*Task directions:* Would you give the number of lines in the entries that contain the word "SourceLocation"? Nothing else is needed.

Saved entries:
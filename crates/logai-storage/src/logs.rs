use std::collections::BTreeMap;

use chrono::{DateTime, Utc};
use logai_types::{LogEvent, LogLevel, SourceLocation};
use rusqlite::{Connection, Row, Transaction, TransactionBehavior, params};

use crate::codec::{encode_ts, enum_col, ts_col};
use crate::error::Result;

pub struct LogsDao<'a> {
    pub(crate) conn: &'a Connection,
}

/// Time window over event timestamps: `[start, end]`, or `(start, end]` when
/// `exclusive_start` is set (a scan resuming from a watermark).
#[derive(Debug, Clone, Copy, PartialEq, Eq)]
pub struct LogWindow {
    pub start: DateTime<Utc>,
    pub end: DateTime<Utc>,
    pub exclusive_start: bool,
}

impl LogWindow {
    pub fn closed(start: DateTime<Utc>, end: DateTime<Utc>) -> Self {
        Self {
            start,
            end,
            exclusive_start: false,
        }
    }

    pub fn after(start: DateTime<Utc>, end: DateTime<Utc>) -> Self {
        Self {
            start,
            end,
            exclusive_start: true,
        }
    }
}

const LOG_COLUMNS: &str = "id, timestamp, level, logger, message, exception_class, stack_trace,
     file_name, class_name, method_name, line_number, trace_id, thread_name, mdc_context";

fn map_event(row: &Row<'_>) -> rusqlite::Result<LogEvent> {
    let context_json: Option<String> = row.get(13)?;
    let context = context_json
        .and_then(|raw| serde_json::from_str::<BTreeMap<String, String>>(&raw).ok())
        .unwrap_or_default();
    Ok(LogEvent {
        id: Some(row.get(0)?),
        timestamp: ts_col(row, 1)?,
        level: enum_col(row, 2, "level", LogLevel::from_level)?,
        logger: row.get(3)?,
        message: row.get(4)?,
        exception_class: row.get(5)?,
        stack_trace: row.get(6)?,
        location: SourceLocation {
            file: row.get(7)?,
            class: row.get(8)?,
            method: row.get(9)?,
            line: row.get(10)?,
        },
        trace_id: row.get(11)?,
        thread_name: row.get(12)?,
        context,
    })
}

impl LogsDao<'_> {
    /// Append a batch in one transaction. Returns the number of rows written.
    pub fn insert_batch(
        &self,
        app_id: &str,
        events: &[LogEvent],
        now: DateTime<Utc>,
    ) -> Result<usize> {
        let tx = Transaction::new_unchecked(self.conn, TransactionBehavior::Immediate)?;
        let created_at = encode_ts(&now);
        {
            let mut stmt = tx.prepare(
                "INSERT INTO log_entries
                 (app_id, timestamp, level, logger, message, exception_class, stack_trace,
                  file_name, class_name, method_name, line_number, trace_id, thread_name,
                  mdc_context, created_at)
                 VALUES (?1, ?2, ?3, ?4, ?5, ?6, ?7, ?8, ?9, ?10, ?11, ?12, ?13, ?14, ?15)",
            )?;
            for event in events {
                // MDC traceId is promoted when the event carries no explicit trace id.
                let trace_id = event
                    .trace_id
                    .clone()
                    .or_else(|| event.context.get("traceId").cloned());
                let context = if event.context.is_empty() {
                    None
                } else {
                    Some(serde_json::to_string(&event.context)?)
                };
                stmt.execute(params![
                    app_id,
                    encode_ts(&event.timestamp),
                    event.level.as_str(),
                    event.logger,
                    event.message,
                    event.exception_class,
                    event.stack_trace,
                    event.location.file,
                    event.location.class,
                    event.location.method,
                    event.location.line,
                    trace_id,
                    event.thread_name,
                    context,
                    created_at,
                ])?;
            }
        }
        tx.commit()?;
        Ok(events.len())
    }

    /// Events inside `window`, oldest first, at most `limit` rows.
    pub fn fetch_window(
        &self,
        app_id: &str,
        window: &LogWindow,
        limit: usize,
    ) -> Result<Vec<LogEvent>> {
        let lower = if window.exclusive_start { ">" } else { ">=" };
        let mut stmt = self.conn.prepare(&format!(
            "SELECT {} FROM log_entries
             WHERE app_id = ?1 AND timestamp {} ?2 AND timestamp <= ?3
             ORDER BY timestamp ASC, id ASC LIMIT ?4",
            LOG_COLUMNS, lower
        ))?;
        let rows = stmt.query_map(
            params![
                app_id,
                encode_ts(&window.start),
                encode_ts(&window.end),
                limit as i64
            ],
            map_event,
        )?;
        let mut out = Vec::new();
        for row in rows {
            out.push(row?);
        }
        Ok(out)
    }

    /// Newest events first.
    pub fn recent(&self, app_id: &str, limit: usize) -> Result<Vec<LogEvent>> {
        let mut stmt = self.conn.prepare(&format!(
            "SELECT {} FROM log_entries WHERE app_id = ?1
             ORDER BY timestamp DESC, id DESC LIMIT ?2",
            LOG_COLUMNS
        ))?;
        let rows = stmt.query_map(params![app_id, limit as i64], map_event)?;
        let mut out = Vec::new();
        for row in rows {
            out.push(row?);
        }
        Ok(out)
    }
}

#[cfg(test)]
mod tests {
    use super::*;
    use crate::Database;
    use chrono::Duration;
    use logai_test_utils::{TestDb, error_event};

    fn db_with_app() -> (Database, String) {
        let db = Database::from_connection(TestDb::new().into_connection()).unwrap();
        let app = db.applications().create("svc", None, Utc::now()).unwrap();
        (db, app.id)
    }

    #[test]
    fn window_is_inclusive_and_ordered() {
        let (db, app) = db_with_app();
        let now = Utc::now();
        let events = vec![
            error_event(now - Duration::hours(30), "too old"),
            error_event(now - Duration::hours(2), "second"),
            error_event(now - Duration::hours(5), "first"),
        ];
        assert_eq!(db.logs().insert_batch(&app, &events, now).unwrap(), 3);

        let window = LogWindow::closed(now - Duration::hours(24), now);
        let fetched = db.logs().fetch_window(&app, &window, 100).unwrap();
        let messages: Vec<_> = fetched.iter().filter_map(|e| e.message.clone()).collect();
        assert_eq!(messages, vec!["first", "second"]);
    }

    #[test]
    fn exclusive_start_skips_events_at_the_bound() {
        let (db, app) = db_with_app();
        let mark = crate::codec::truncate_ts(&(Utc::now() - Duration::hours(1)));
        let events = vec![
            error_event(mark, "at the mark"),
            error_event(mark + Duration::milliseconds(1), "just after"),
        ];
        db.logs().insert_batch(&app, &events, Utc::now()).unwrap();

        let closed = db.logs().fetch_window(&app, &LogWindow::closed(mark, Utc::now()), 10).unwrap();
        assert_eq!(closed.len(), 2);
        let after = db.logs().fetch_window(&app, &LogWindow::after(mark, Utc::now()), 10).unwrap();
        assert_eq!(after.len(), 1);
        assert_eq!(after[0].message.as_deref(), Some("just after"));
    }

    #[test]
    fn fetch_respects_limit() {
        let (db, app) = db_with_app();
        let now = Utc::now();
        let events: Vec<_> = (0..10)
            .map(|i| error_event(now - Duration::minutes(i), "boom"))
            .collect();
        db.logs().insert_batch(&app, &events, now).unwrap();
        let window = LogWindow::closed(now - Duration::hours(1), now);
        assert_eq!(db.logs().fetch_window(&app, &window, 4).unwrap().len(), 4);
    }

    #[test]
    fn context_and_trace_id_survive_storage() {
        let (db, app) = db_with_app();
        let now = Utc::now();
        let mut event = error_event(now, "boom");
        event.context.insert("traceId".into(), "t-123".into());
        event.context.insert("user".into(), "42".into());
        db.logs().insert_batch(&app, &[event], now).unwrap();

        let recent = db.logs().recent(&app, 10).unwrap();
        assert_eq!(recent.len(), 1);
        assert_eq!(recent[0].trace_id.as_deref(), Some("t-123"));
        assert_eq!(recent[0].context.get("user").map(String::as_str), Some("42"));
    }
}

*Response for this exercise:* 2